Nos 40 anos da ditadura da família Assad, que começou com o pai Hafez Al-Assad e permanece com Bashar, esta é a maior crise e ameaça ao regime. Sob a mão firme do governo, as latentes divisões étnicas e religiosas foram controladas e formatadas, mas a influência das revoltas em outros países chegou a Damasco e inflamou as massas contra o autoritarismo do governo, que reagiu violentamente.

O ditador sírio Bashar al-Assad

O caminho tomado não tem mais volta. Já não há “clima” para Assad no comando do país árabe e, independentemente da intervenção de países estrangeiros, é muito pouco provável que ele permaneça no poder após o final da Guerra Civil. Resta saber para onde irá a Síria após a transição de poder e principalmente como se dará essa transição.  E por mais otimista que se possa ser, é muito difícil imaginar um cenário tranquilo para os sírios no curto prazo.

A força abusiva adotada pelo governo Assad na repressão aos movimentos pró-democracia gerou um efeito de radicalização dentro da própria oposição. Grupos radicais, principalmente ligados a maioria sunita da população, ganharam espaço dentro da liderança política dos grupos opositores a ditadura Assad. Mais que isso, muitos desses radicais acreditam e lutam pela implementação de um estado religioso islâmico na Síria e é por isso que as minorias lutam ao lado das forças governistas, que são desde o início da ditadura, seculares.

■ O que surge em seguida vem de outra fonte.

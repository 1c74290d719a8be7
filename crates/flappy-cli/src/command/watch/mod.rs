use tracing::info;

use self::app::WatchApp;
use crate::{command::SimulationArg, tui};

mod app;

#[derive(Default, Debug, Clone, clap::Args)]
pub(crate) struct WatchArg {
    #[clap(flatten)]
    simulation: SimulationArg,
}

pub(crate) fn run(arg: &WatchArg) -> anyhow::Result<()> {
    let (controller, policies) = arg.simulation.start()?;
    let mut app = WatchApp::new(controller, policies)?;
    tui::run(&mut app)?;

    let (generation, high_score) = app.progress();
    info!(generation, high_score, "stopped watching");
    app.into_result()
}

A combinação radicalismo e estado religioso é ainda mais terrível para as minorias sírias, como os cristãos e até mesmos muçulmanos xiitas e alauitas. Esse último grupo ainda teme represálias por ser o grupo dominante da “dinastia” Assad e constituir a elite do política do país. Neste cenário de estado religioso, ainda sem intervenções externas no país, é bem provável que haja perseguições religiosas, massacres ou ainda a continuação da guerra civil numa eventual segunda fase, menos política e mais religiosa.

Gráfico da divisão sectária na Síria (Agência Estado)

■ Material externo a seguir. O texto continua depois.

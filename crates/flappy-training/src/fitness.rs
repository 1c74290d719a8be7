//! Fitness model: how an agent's life is turned into a single score.
//!
//! ```text
//! fitness = ticks_alive × survival + obstacles_cleared × goal − jumps × jump_penalty
//! ```
//!
//! The goal weight is much larger than the survival weight so that passing obstacles
//! dominates merely staying airborne. The jump penalty defaults to zero; raising it
//! favours policies that reach the same result with fewer flaps.

use serde::{Deserialize, Serialize};

use crate::{agent::AgentTelemetry, config::ConfigError, policy::Policy};

/// Weights of the fitness formula.
#[derive(Debug, Clone, Copy, PartialEq, Serialize, Deserialize)]
#[serde(default)]
pub struct FitnessWeights {
    /// Reward per tick alive.
    pub survival: f32,
    /// Reward per obstacle cleared.
    pub goal: f32,
    /// Cost per flap.
    pub jump_penalty: f32,
}

impl Default for FitnessWeights {
    fn default() -> Self {
        Self {
            survival: 1.0,
            goal: 100.0,
            jump_penalty: 0.0,
        }
    }
}

impl FitnessWeights {
    pub fn validate(&self) -> Result<(), ConfigError> {
        for (name, value) in [
            ("survival", self.survival),
            ("goal", self.goal),
            ("jump_penalty", self.jump_penalty),
        ] {
            if !value.is_finite() {
                return Err(ConfigError::NonFiniteFitnessWeight(name));
            }
        }
        Ok(())
    }

    /// Computes the fitness of a finished life.
    ///
    /// # Example
    ///
    /// ```
    /// use flappy_training::{agent::AgentTelemetry, fitness::FitnessWeights};
    ///
    /// let weights = FitnessWeights::default();
    /// let telemetry = AgentTelemetry { ticks_alive: 250, obstacles_cleared: 2, jumps: 12 };
    /// assert_eq!(weights.score(&telemetry), 450.0);
    /// ```
    #[must_use]
    #[expect(clippy::cast_precision_loss)]
    pub fn score(&self, telemetry: &AgentTelemetry) -> f32 {
        telemetry.ticks_alive as f32 * self.survival
            + telemetry.obstacles_cleared as f32 * self.goal
            - telemetry.jumps as f32 * self.jump_penalty
    }

    /// Scores a finished life and writes the result onto the agent's policy.
    pub fn award<P>(&self, telemetry: &AgentTelemetry, policy: &mut P) -> f32
    where
        P: Policy + ?Sized,
    {
        let fitness = self.score(telemetry);
        policy.set_fitness(fitness);
        fitness
    }
}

Ao olharmos para o radicalismo da guerra civil e suas possíveis – para não dizer prováveis – consequências, vemos que ONU teria um papel fundamental na Síria, que vai muito além de parar ou não a guerra civil atual e salvar as milhares de vida em risco. O papel real das Nações Unidas é, também, garantir – ao lado dos atuais grupos rebeldes – que a transição de poder ocorra da maneira mais pacífica possível e na reconstrução física e institucional do país, como já foi feito no Timor Leste e no Camboja, por exemplo.

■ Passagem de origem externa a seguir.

use crossterm::event::{Event, KeyCode};
use flappy_training::{
    config::ConfigError, evolution::EvolutionController, network::FeedForwardNetwork,
    population::Population,
};
use ratatui::{
    Frame,
    layout::{Constraint, Flex, Layout},
    widgets::Block as BlockWidget,
};

use crate::{
    tui::App,
    ui::widgets::{KeyBinding, KeyBindingDisplay, StatRow, StatsDisplay, WorldDisplay},
};

const MAX_SPEED: u32 = 64;

const KEY_BINDINGS: &[KeyBinding] = &[
    (&["+", "-"], "Speed"),
    (&["P"], "Pause"),
    (&["Q"], "Quit"),
];

/// Shows a population evolving, one generation after another.
///
/// Each frame advances the simulation `speed` ticks. When a generation dies out it is
/// concluded, evolved and respawned in place.
#[derive(Debug)]
pub struct WatchApp {
    controller: EvolutionController,
    population: Option<Population<FeedForwardNetwork>>,
    speed: u32,
    is_paused: bool,
    is_exiting: bool,
    error: Option<ConfigError>,
}

impl WatchApp {
    pub fn new(
        mut controller: EvolutionController,
        policies: Vec<FeedForwardNetwork>,
    ) -> Result<Self, ConfigError> {
        let population = controller.spawn(policies)?;
        Ok(Self {
            controller,
            population: Some(population),
            speed: 1,
            is_paused: false,
            is_exiting: false,
            error: None,
        })
    }

    /// Completed generations and the best score seen so far.
    pub fn progress(&self) -> (u64, usize) {
        let score = self.population.as_ref().map_or(0, Population::score);
        (
            self.controller.generation(),
            self.controller.high_score().max(score),
        )
    }

    pub fn into_result(self) -> anyhow::Result<()> {
        match self.error {
            Some(err) => Err(err.into()),
            None => Ok(()),
        }
    }

    fn next_generation(&mut self) {
        let Some(population) = self.population.take() else {
            return;
        };
        let scored = self.controller.conclude(population);
        let next = self
            .controller
            .evolve(scored.policies)
            .and_then(|policies| self.controller.spawn(policies));
        match next {
            Ok(population) => self.population = Some(population),
            Err(err) => {
                self.error = Some(err);
                self.is_exiting = true;
            }
        }
    }

    fn step(&mut self) {
        let Some(population) = &mut self.population else {
            return;
        };
        // `tick` only fails once the population is extinct, which is handled below.
        let _ = population.tick();
        if population.is_extinct() {
            self.next_generation();
        }
    }

    fn stat_rows(&self) -> Vec<StatRow> {
        let (generation, high_score) = self.progress();
        let mut rows = vec![
            StatRow::LabelValue("GENERATION:", generation.to_string()),
            StatRow::LabelValue("HIGH SCORE:", high_score.to_string()),
        ];
        if let Some(population) = &self.population {
            rows.extend([
                StatRow::LabelValue("SCORE:", population.score().to_string()),
                StatRow::LabelValue(
                    "ALIVE:",
                    format!("{}/{}", population.alive_count(), population.agents().len()),
                ),
                StatRow::LabelValue("TICK:", population.ticks().to_string()),
            ]);
        }
        rows.push(StatRow::Empty);
        if let Some(report) = self.controller.last_report() {
            rows.extend([
                StatRow::LabelValue("LAST BEST:", format!("{:.0}", report.best_fitness)),
                StatRow::LabelValue("LAST MEAN:", format!("{:.0}", report.mean_fitness)),
                StatRow::Empty,
            ]);
        }
        let status = if self.is_paused { "PAUSED" } else { "RUNNING" };
        rows.extend([
            StatRow::LabelValue("SPEED:", format!("x{}", self.speed)),
            StatRow::LabelValue("STATUS:", status.to_owned()),
        ]);
        rows
    }
}

impl App for WatchApp {
    fn should_exit(&self) -> bool {
        self.is_exiting
    }

    fn handle_event(&mut self, event: Event) {
        if let Some(event) = event.as_key_event() {
            match event.code {
                KeyCode::Char('+' | '=') => self.speed = (self.speed * 2).min(MAX_SPEED),
                KeyCode::Char('-') => self.speed = (self.speed / 2).max(1),
                KeyCode::Char('p') => self.is_paused = !self.is_paused,
                KeyCode::Char('q') => self.is_exiting = true,
                _ => {}
            }
        }
    }

    fn draw(&self, frame: &mut Frame) {
        let Some(population) = &self.population else {
            return;
        };
        let bodies = population
            .agents()
            .iter()
            .filter(|agent| agent.is_alive())
            .map(|agent| *agent.body());
        let world_display = WorldDisplay::new(population.world(), population.obstacles())
            .bodies(bodies)
            .block(BlockWidget::bordered());
        let stats_display = StatsDisplay::new(self.stat_rows()).block(BlockWidget::bordered());

        let [main_area, help_area] =
            Layout::vertical([Constraint::Fill(1), Constraint::Length(1)]).areas(frame.area());
        let world_width = world_display.width_for_height(main_area.height);
        let [world_area, stats_area] = Layout::horizontal([
            Constraint::Length(world_width),
            Constraint::Length(stats_display.width()),
        ])
        .flex(Flex::Center)
        .spacing(1)
        .areas(main_area);
        let [stats_area] = Layout::vertical([Constraint::Length(stats_display.height())])
            .areas(stats_area);

        frame.render_widget(world_display, world_area);
        frame.render_widget(stats_display, stats_area);
        frame.render_widget(KeyBindingDisplay::new(KEY_BINDINGS), help_area);
    }

    fn update(&mut self) {
        if self.is_paused {
            return;
        }
        for _ in 0..self.speed {
            if self.is_exiting {
                break;
            }
            self.step();
        }
    }
}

Os anos de repressão da ditadura da família Assad somadas a dureza da repressão aos movimentos democráticos levaram a Síria a uma crise profunda em sua sociedade. As clivagens religiosas controladas a mão de ferro por mais de 30 anos afloraram de uma maneira brutal durante a guerra civil que já ceifou milhares de vida. Mas não se deve acusar cristãos e muçulmanos minoritários por lutarem ao lado de um ditador, já que em muitos momentos lutar por Assad significa lutar pela sua existência como grupos reconhecidos pelo Estado.

A ONU, bloqueada pelos russos, precisará de muita diplomacia para se livrar o quanto antes dessa amarra e intervir na Síria. A paz no processo transitório pode depender muito de forças internacionais na pacificação e na reconstrução do país árabe. Nem sempre as intervenções humanitárias são a melhor solução para um problema de cunho interno, devido a conflitos de soberania e direito de auto-determinação dos povos. Mas é inegável que nos últimos anos houve relativo sucesso por parte das Nações Unidas em suas intervenções e que, na situação que a Síria se encontra, qualquer ajuda é bem-vinda.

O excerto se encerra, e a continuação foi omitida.